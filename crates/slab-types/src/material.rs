// ─────────────────────────────────────────────────────────────────────
// SCPN Slab MC — Cross Sections
// © 1998–2026 Miroslav Šotek. All rights reserved.
// Contact: www.anulum.li | protoscience@anulum.li
// ORCID: https://orcid.org/0009-0009-3560-0851
// License: GNU AGPL v3 | Commercial licensing available
// ─────────────────────────────────────────────────────────────────────
//! Macroscopic cross-section data for one material.

use serde::{Deserialize, Serialize};

use crate::error::{SlabError, SlabResult};

/// Macroscopic cross sections [1/cm] and fission multiplicity for a material.
///
/// Absorption and total cross sections are derived, not stored:
/// `sigma_a = sigma_f + sigma_g`, `sigma_t = sigma_a + sigma_s`.
#[derive(Debug, Clone, Copy, PartialEq, Serialize, Deserialize)]
pub struct CrossSections {
    /// Scattering cross section.
    pub sigma_s: f64,
    /// Fission cross section.
    pub sigma_f: f64,
    /// Capture cross section.
    pub sigma_g: f64,
    /// Mean fission neutrons per fission.
    pub nu: f64,
}

impl CrossSections {
    pub fn new(sigma_s: f64, sigma_f: f64, sigma_g: f64, nu: f64) -> Self {
        CrossSections {
            sigma_s,
            sigma_f,
            sigma_g,
            nu,
        }
    }

    /// Absorption cross section.
    pub fn sigma_a(&self) -> f64 {
        self.sigma_f + self.sigma_g
    }

    /// Total cross section.
    pub fn sigma_t(&self) -> f64 {
        self.sigma_a() + self.sigma_s
    }

    /// Secondary ratio `c = (sigma_s + nu*sigma_f) / sigma_t`, the expected
    /// number of neutrons emerging per collision.
    pub fn c(&self) -> f64 {
        (self.sigma_s + self.nu * self.sigma_f) / self.sigma_t()
    }

    /// Reject non-finite or negative entries and non-positive totals.
    /// A zero total cross section is an invalid physical model here, not a
    /// vacuum treatment.
    pub fn validate(&self, zone: usize) -> SlabResult<()> {
        for (label, v) in [
            ("sigma_s", self.sigma_s),
            ("sigma_f", self.sigma_f),
            ("sigma_g", self.sigma_g),
            ("nu", self.nu),
        ] {
            if !v.is_finite() || v < 0.0 {
                return Err(SlabError::Config(format!(
                    "material for zone {zone}: {label} must be finite and >= 0, got {v}"
                )));
            }
        }
        let sigma_t = self.sigma_t();
        if sigma_t <= 0.0 {
            return Err(SlabError::NonPositiveCrossSection { zone, sigma_t });
        }
        Ok(())
    }
}
// ─────────────────────────────────────────────────────────────────────
// SCPN Slab MC — Monte Carlo Power Iteration
// © 1998–2026 Miroslav Šotek. All rights reserved.
// Contact: www.anulum.li | protoscience@anulum.li
// ORCID: https://orcid.org/0009-0009-3560-0851
// License: GNU AGPL v3 | Commercial licensing available
// ─────────────────────────────────────────────────────────────────────
//! Monte Carlo k-eigenvalue estimation by power iteration on a 1-D slab.
//!
//! A cycle transports a batch of histories drawn from the current fission
//! source, banks the fission sites they produce into the next-cycle source,
//! and updates the eigenvalue estimate from the ratio of produced weight to
//! histories. Inactive cycles let the source shape converge; active cycles
//! accumulate eigenvalue and shape statistics.
//!
//! Every history owns a counter-based RNG substream derived from the master
//! seed, so runs are reproducible for a fixed seed regardless of scheduling.

pub mod bank;
pub mod hist;
pub mod particle;
pub mod power;
pub mod rng;
pub mod source;
pub mod stats;

pub use bank::BankSource;
pub use hist::HistSource;
pub use particle::Particle;
pub use power::{power_from_config, PowerIterator, PowerRun};
pub use rng::RngStream;
pub use source::FissionSource;
use anyhow::{Context as _, Result};
use clap::{Parser, ValueEnum};
use datascrub::cleaner::{OutlierPolicy, OutputFormat, clean_data, export_data, load_data};
use datascrub::config::{CleaningConfig, DEFAULT_LOG_FILE};
use datascrub::logging;
use std::path::PathBuf;

/// CLI-compatible output format enum
#[derive(Debug, Clone, Copy, PartialEq, Eq, ValueEnum)]
pub enum CliFormat {
    Csv,
    Excel,
    Json,
}

impl From<CliFormat> for OutputFormat {
    fn from(cli: CliFormat) -> Self {
        match cli {
            CliFormat::Csv => Self::Csv,
            CliFormat::Excel => Self::Excel,
            CliFormat::Json => Self::Json,
        }
    }
}

/// CLI-compatible outlier policy enum
#[derive(Debug, Clone, Copy, PartialEq, Eq, ValueEnum)]
pub enum CliOutlierPolicy {
    /// Pull outliers back onto the IQR fences
    Clip,
    /// Drop rows containing outliers
    Remove,
    /// Replace outliers with the column median
    Median,
}

impl From<CliOutlierPolicy> for OutlierPolicy {
    fn from(cli: CliOutlierPolicy) -> Self {
        match cli {
            CliOutlierPolicy::Clip => Self::Clip,
            CliOutlierPolicy::Remove => Self::Remove,
            CliOutlierPolicy::Median => Self::Median,
        }
    }
}

#[derive(Parser, Debug)]
#[command(
    name = "datascrub",
    version,
    about = "Research data cleaning utility",
    long_about = "Cleans a CSV, Excel or JSON dataset: normalizes text, drops duplicate rows, \
                  fills missing values, handles numeric outliers and standardizes date columns."
)]
pub struct Cli {
    /// Path to input data file (.csv, .xls, .xlsx, .json)
    pub input_file: PathBuf,

    /// Output file path
    #[arg(short, long, default_value = "cleaned_data.csv")]
    pub output: PathBuf,

    /// Output file format
    #[arg(short, long, value_enum, default_value = "csv")]
    pub format: CliFormat,

    /// How to treat numeric outliers (overrides the config file)
    #[arg(long, value_enum)]
    pub outlier_policy: Option<CliOutlierPolicy>,

    /// Path to a JSON cleaning configuration file
    #[arg(long)]
    pub config: Option<PathBuf>,

    /// Log file to append to (overrides the config file)
    #[arg(long)]
    pub log_file: Option<PathBuf>,
}

/// Runs one cleaning job and returns the path written.
///
/// Logging lives for exactly this call. Any failure is logged as critical
/// before it is handed back to `main`.
pub fn run(cli: &Cli) -> Result<PathBuf> {
    let config = resolve_config(cli);

    let log_file = cli
        .log_file
        .clone()
        .or_else(|| config.as_ref().ok().map(|c| c.log_file.clone()))
        .unwrap_or_else(|| PathBuf::from(DEFAULT_LOG_FILE));
    let _session = logging::init(&log_file)?;

    let result = config.and_then(|config| execute(cli, &config));
    if let Err(err) = &result {
        tracing::error!(severity = "critical", "Process failed: {err:#}");
    }
    result
}

fn resolve_config(cli: &Cli) -> Result<CleaningConfig> {
    let mut config = match &cli.config {
        Some(path) => CleaningConfig::load(path)?,
        None => CleaningConfig::default(),
    };
    if let Some(policy) = cli.outlier_policy {
        config.outlier_policy = policy.into();
    }
    if let Some(log_file) = &cli.log_file {
        config.log_file.clone_from(log_file);
    }
    Ok(config)
}

fn execute(cli: &Cli, config: &CleaningConfig) -> Result<PathBuf> {
    tracing::info!(
        "Starting data cleaning of {} (outlier policy: {})",
        cli.input_file.display(),
        config.outlier_policy
    );

    let table = load_data(&cli.input_file)?;
    let cleaned = clean_data(table, config)?;

    let mut df = cleaned.into_df();
    export_data(&mut df, &cli.output, cli.format.into())
        .with_context(|| format!("Writing {}", cli.output.display()))?;

    tracing::info!("Data cleaning completed successfully");
    Ok(cli.output.clone())
}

*Exercise goal:* Extract from the listing above the lines between the line containing "impl From<CliFormat> for" and the line containing "pub struct Cli", keeping both of those lines. Output nothing else.

*Solution to the exercise:*
impl From<CliFormat> for OutputFormat {
    fn from(cli: CliFormat) -> Self {
        match cli {
            CliFormat::Csv => Self::Csv,
            CliFormat::Excel => Self::Excel,
            CliFormat::Json => Self::Json,
        }
    }
}

/// CLI-compatible outlier policy enum
#[derive(Debug, Clone, Copy, PartialEq, Eq, ValueEnum)]
pub enum CliOutlierPolicy {
    /// Pull outliers back onto the IQR fences
    Clip,
    /// Drop rows containing outliers
    Remove,
    /// Replace outliers with the column median
    Median,
}

impl From<CliOutlierPolicy> for OutlierPolicy {
    fn from(cli: CliOutlierPolicy) -> Self {
        match cli {
            CliOutlierPolicy::Clip => Self::Clip,
            CliOutlierPolicy::Remove => Self::Remove,
            CliOutlierPolicy::Median => Self::Median,
        }
    }
}

#[derive(Parser, Debug)]
#[command(
    name = "datascrub",
    version,
    about = "Research data cleaning utility",
    long_about = "Cleans a CSV, Excel or JSON dataset: normalizes text, drops duplicate rows, \
                  fills missing values, handles numeric outliers and standardizes date columns."
)]
pub struct Cli {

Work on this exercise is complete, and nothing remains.